Stored data
━━━━━━━━━━━━━━━━

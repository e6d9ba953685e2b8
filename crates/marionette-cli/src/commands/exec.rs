// Path: crates/marionette-cli/src/commands/exec.rs

use super::load_config;
use anyhow::{Context, Result};
use clap::Parser;
use marionette_api::Operator;
use marionette_drivers::build_operator;
use marionette_types::app::{ExecuteOutcome, ParsedAction};
use std::path::PathBuf;

#[derive(Parser, Debug)]
pub struct ExecArgs {
    /// Operator config (TOML). Defaults to the local desktop.
    #[clap(long)]
    pub config: Option<PathBuf>,

    /// The action as JSON, e.g.
    /// '{"action_type":"click","action_inputs":{"start_box":"[0.5,0.5]"}}'.
    #[clap(long)]
    pub action: String,
}

pub fn parse_action(raw: &str) -> Result<ParsedAction> {
    serde_json::from_str(raw).context("Action is not a valid ParsedAction JSON object")
}

async fn execute(operator: &dyn Operator, action: &ParsedAction) -> Result<ExecuteOutcome> {
    let shot = operator.screenshot().await?;
    let ctx = shot.geometry.context();
    tracing::info!(
        width = ctx.screen_width,
        height = ctx.screen_height,
        scale = ctx.scale_factor,
        "Executing against fresh geometry"
    );
    Ok(operator.execute(action, &ctx).await?)
}

pub async fn run(args: ExecArgs) -> Result<()> {
    let action = parse_action(&args.action)?;
    let config = load_config(args.config.as_deref())?;
    let operator = build_operator(&config, None).await?;

    let outcome = execute(operator.as_ref(), &action).await;
    if let Err(e) = operator.teardown().await {
        tracing::warn!(error = %e, "Teardown failed");
    }

    println!("{}", serde_json::to_string(&outcome?)?);
    Ok(())
}
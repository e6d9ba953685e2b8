// Path: crates/marionette-types/src/app/geometry.rs

use serde::{Deserialize, Serialize};

/// Maximum allowed drift, in pixels, between a physical dimension and
/// `logical * scale_factor`.
pub const GEOMETRY_TOLERANCE_PX: f64 = 1.0;

/// A width/height pair in pixels or points.
#[derive(Debug, Clone, Copy, PartialEq, Eq, Hash, Default, Serialize, Deserialize)]
pub struct Size {
    /// Horizontal extent.
    pub width: u32,
    /// Vertical extent.
    pub height: u32,
}

impl Size {
    /// Creates a new size.
    pub const fn new(width: u32, height: u32) -> Self {
        Self { width, height }
    }
}

/// Snapshot of a display's geometry, captured fresh with every screenshot.
///
/// Logical * scale_factor = physical (within rounding). The value is immutable:
/// a new screenshot produces a new geometry rather than updating the old one.
#[derive(Debug, Clone, PartialEq, Serialize, Deserialize)]
pub struct ScreenGeometry {
    /// Actual pixel size of the display / capture buffer.
    pub physical_size: Size,
    /// OS-reported size in points, before the scale factor.
    pub logical_size: Size,
    /// Device pixels per logical point.
    pub scale_factor: f64,
    /// Identifier of the display the frame came from.
    pub display_id: String,
}

fn sanitize_scale(scale_factor: f64) -> f64 {
    if scale_factor.is_finite() && scale_factor > 0.0 {
        scale_factor
    } else {
        1.0
    }
}

impl ScreenGeometry {
    /// Builds a geometry from a physical size, deriving the logical size.
    pub fn from_physical(physical: Size, scale_factor: f64, display_id: impl Into<String>) -> Self {
        let scale = sanitize_scale(scale_factor);
        let logical = Size::new(
            (physical.width as f64 / scale).round() as u32,
            (physical.height as f64 / scale).round() as u32,
        );
        Self {
            physical_size: physical,
            logical_size: logical,
            scale_factor: scale,
            display_id: display_id.into(),
        }
    }

    /// Builds a geometry from a logical size, deriving the physical size.
    pub fn from_logical(logical: Size, scale_factor: f64, display_id: impl Into<String>) -> Self {
        let scale = sanitize_scale(scale_factor);
        let physical = Size::new(
            (logical.width as f64 * scale).round() as u32,
            (logical.height as f64 * scale).round() as u32,
        );
        Self {
            physical_size: physical,
            logical_size: logical,
            scale_factor: scale,
            display_id: display_id.into(),
        }
    }

    /// A remote screen where points and pixels coincide.
    pub fn unscaled(size: Size, display_id: impl Into<String>) -> Self {
        Self {
            physical_size: size,
            logical_size: size,
            scale_factor: 1.0,
            display_id: display_id.into(),
        }
    }

    /// Checks `|physical - logical * scale| <= 1px` on both axes.
    pub fn is_consistent(&self) -> bool {
        let dx = self.physical_size.width as f64 - self.logical_size.width as f64 * self.scale_factor;
        let dy =
            self.physical_size.height as f64 - self.logical_size.height as f64 * self.scale_factor;
        dx.abs() <= GEOMETRY_TOLERANCE_PX && dy.abs() <= GEOMETRY_TOLERANCE_PX
    }

    /// The execution context derived from this geometry.
    pub fn context(&self) -> ExecuteContext {
        ExecuteContext {
            screen_width: self.physical_size.width,
            screen_height: self.physical_size.height,
            scale_factor: self.scale_factor,
        }
    }
}

/// A point in backend-native physical pixel space.
#[derive(Debug, Clone, Copy, PartialEq, Eq, Hash, Serialize, Deserialize)]
pub struct AbsolutePoint {
    /// Horizontal pixel offset from the left edge.
    pub x: i32,
    /// Vertical pixel offset from the top edge.
    pub y: i32,
}

impl AbsolutePoint {
    /// Creates a new point.
    pub const fn new(x: i32, y: i32) -> Self {
        Self { x, y }
    }
}

/// Per-call screen information handed to `Operator::execute`.
#[derive(Debug, Clone, Copy, PartialEq, Serialize, Deserialize)]
pub struct ExecuteContext {
    /// Physical width of the screen the action targets.
    pub screen_width: u32,
    /// Physical height of the screen the action targets.
    pub screen_height: u32,
    /// Scale factor of that screen.
    pub scale_factor: f64,
}

impl ExecuteContext {
    /// Creates a new context.
    pub fn new(screen_width: u32, screen_height: u32, scale_factor: f64) -> Self {
        Self {
            screen_width,
            screen_height,
            scale_factor: sanitize_scale(scale_factor),
        }
    }
}

#[cfg(test)]
mod tests {
    use super::*;
    use proptest::prelude::*;

    #[test]
    fn retina_display_round_trips() {
        let g = ScreenGeometry::from_logical(Size::new(1440, 900), 2.0, "1");
        assert_eq!(g.physical_size, Size::new(2880, 1800));
        assert!(g.is_consistent());
        assert_eq!(g.context().screen_width, 2880);
    }

    #[test]
    fn invalid_scale_falls_back_to_one() {
        let g = ScreenGeometry::from_physical(Size::new(1920, 1080), 0.0, "0");
        assert_eq!(g.scale_factor, 1.0);
        assert_eq!(g.logical_size, g.physical_size);
        assert_eq!(ExecuteContext::new(10, 10, f64::NAN).scale_factor, 1.0);
    }

    proptest! {
        #[test]
        fn physical_matches_logical_times_scale(
            w in 1u32..8000,
            h in 1u32..8000,
            scale in prop::sample::select(vec![1.0f64, 1.25, 1.5, 1.75, 2.0]),
        ) {
            let from_phys = ScreenGeometry::from_physical(Size::new(w, h), scale, "p");
            prop_assert!(from_phys.is_consistent());
            let from_log = ScreenGeometry::from_logical(Size::new(w, h), scale, "l");
            prop_assert!(from_log.is_consistent());
        }
    }
}
// Path: crates/marionette-telemetry/src/prometheus.rs
//! A concrete implementation of the metrics sinks using the Prometheus crate.

use crate::sinks::*;
use once_cell::sync::OnceCell;
use prometheus::{
    exponential_buckets, register_histogram_vec, register_int_counter_vec, Encoder, HistogramVec,
    IntCounterVec, TextEncoder,
};

// --- Metric Statics ---
// Collectors are registered exactly once by `install`. Until then every
// observation is a no-op.

static ACTIONS_EXECUTED_TOTAL: OnceCell<IntCounterVec> = OnceCell::new();
static ACTIONS_SKIPPED_TOTAL: OnceCell<IntCounterVec> = OnceCell::new();
static RPC_DURATION_SECONDS: OnceCell<HistogramVec> = OnceCell::new();
static SCREENSHOT_DURATION_SECONDS: OnceCell<HistogramVec> = OnceCell::new();
static RETRY_ATTEMPTS_TOTAL: OnceCell<IntCounterVec> = OnceCell::new();
static RETRIES_EXHAUSTED_TOTAL: OnceCell<IntCounterVec> = OnceCell::new();
static ERRORS_TOTAL: OnceCell<IntCounterVec> = OnceCell::new();

#[derive(Debug, Clone, Copy)]
pub struct PrometheusSink;

impl OperatorMetricsSink for PrometheusSink {
    fn inc_actions_executed(&self, backend: &str, kind: &str) {
        if let Some(m) = ACTIONS_EXECUTED_TOTAL.get() {
            m.with_label_values(&[backend, kind]).inc();
        }
    }
    fn inc_actions_skipped(&self, backend: &str, reason: &str) {
        if let Some(m) = ACTIONS_SKIPPED_TOTAL.get() {
            m.with_label_values(&[backend, reason]).inc();
        }
    }
    fn observe_rpc_duration(&self, verb: &str, duration_secs: f64) {
        if let Some(m) = RPC_DURATION_SECONDS.get() {
            m.with_label_values(&[verb]).observe(duration_secs);
        }
    }
    fn observe_screenshot_duration(&self, backend: &str, duration_secs: f64) {
        if let Some(m) = SCREENSHOT_DURATION_SECONDS.get() {
            m.with_label_values(&[backend]).observe(duration_secs);
        }
    }
    fn inc_retry_attempts(&self, class: &str) {
        if let Some(m) = RETRY_ATTEMPTS_TOTAL.get() {
            m.with_label_values(&[class]).inc();
        }
    }
    fn inc_retries_exhausted(&self, class: &str) {
        if let Some(m) = RETRIES_EXHAUSTED_TOTAL.get() {
            m.with_label_values(&[class]).inc();
        }
    }
}

impl ErrorMetricsSink for PrometheusSink {
    fn inc_error(&self, kind: &'static str, code: &'static str) {
        if let Some(m) = ERRORS_TOTAL.get() {
            m.with_label_values(&[kind, code]).inc();
        }
    }
}

/// Registers all collectors with the default registry and installs the sink
/// globally. Calling it twice is harmless: the first registration wins.
pub fn install() -> Result<&'static dyn MetricsSink, prometheus::Error> {
    static PROMETHEUS_SINK: PrometheusSink = PrometheusSink;
    if let Some(sink) = SINK.get() {
        return Ok(*sink);
    }

    let _ = ACTIONS_EXECUTED_TOTAL.set(register_int_counter_vec!(
        "marionette_actions_executed_total",
        "Total actions that produced input events, by backend and action kind.",
        &["backend", "kind"]
    )?);
    let _ = ACTIONS_SKIPPED_TOTAL.set(register_int_counter_vec!(
        "marionette_actions_skipped_total",
        "Total malformed or unsupported actions dropped, by backend and reason.",
        &["backend", "reason"]
    )?);
    let _ = RPC_DURATION_SECONDS.set(register_histogram_vec!(
        "marionette_rpc_duration_seconds",
        "Latency of remote operator RPC calls.",
        &["verb"],
        exponential_buckets(0.005, 2.0, 12)?
    )?);
    let _ = SCREENSHOT_DURATION_SECONDS.set(register_histogram_vec!(
        "marionette_screenshot_duration_seconds",
        "Latency of screenshot capture.",
        &["backend"],
        exponential_buckets(0.01, 2.0, 10)?
    )?);
    let _ = RETRY_ATTEMPTS_TOTAL.set(register_int_counter_vec!(
        "marionette_retry_attempts_total",
        "Total failed attempts that consumed a retry budget.",
        &["class"]
    )?);
    let _ = RETRIES_EXHAUSTED_TOTAL.set(register_int_counter_vec!(
        "marionette_retries_exhausted_total",
        "Total retry budgets exhausted.",
        &["class"]
    )?);
    let _ = ERRORS_TOTAL.set(register_int_counter_vec!(
        "marionette_errors_total",
        "Total number of errors, categorized by kind and code.",
        &["kind", "code"]
    )?);

    let _ = SINK.set(&PROMETHEUS_SINK);
    Ok(SINK.get().copied().unwrap_or(&PROMETHEUS_SINK))
}

/// Renders every registered metric in the Prometheus text exposition format.
pub fn render() -> String {
    let encoder = TextEncoder::new();
    let metric_families = prometheus::gather();
    let mut buf = Vec::new();
    if let Err(e) = encoder.encode(&metric_families, &mut buf) {
        tracing::error!(error = %e, "Failed to encode prometheus metrics");
    }
    String::from_utf8_lossy(&buf).into_owned()
}

#[cfg(test)]
mod tests {
    use super::*;

    #[test]
    fn install_is_idempotent_and_renders() {
        let sink = install().unwrap();
        sink.inc_retry_attempts("execute");
        assert!(install().is_ok());
        crate::operator_metrics().inc_actions_executed("local", "click");
        let text = render();
        assert!(text.contains("marionette_retry_attempts_total"));
        assert!(text.contains("marionette_actions_executed_total"));
    }
}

━━━━━━━━━━━━━━━━

Action item >> Copy every line of the records above, starting with the first, up to and including the line containing "pub fn parse_action(raw: &str)".

Expected answer >>
repository e6d9ba953685e2b8
filename crates/marionette-cli/src/commands/exec.rs
// Path: crates/marionette-cli/src/commands/exec.rs

use super::load_config;
use anyhow::{Context, Result};
use clap::Parser;
use marionette_api::Operator;
use marionette_drivers::build_operator;
use marionette_types::app::{ExecuteOutcome, ParsedAction};
use std::path::PathBuf;

#[derive(Parser, Debug)]
pub struct ExecArgs {
    /// Operator config (TOML). Defaults to the local desktop.
    #[clap(long)]
    pub config: Option<PathBuf>,

    /// The action as JSON, e.g.
    /// '{"action_type":"click","action_inputs":{"start_box":"[0.5,0.5]"}}'.
    #[clap(long)]
    pub action: String,
}

pub fn parse_action(raw: &str) -> Result<ParsedAction> {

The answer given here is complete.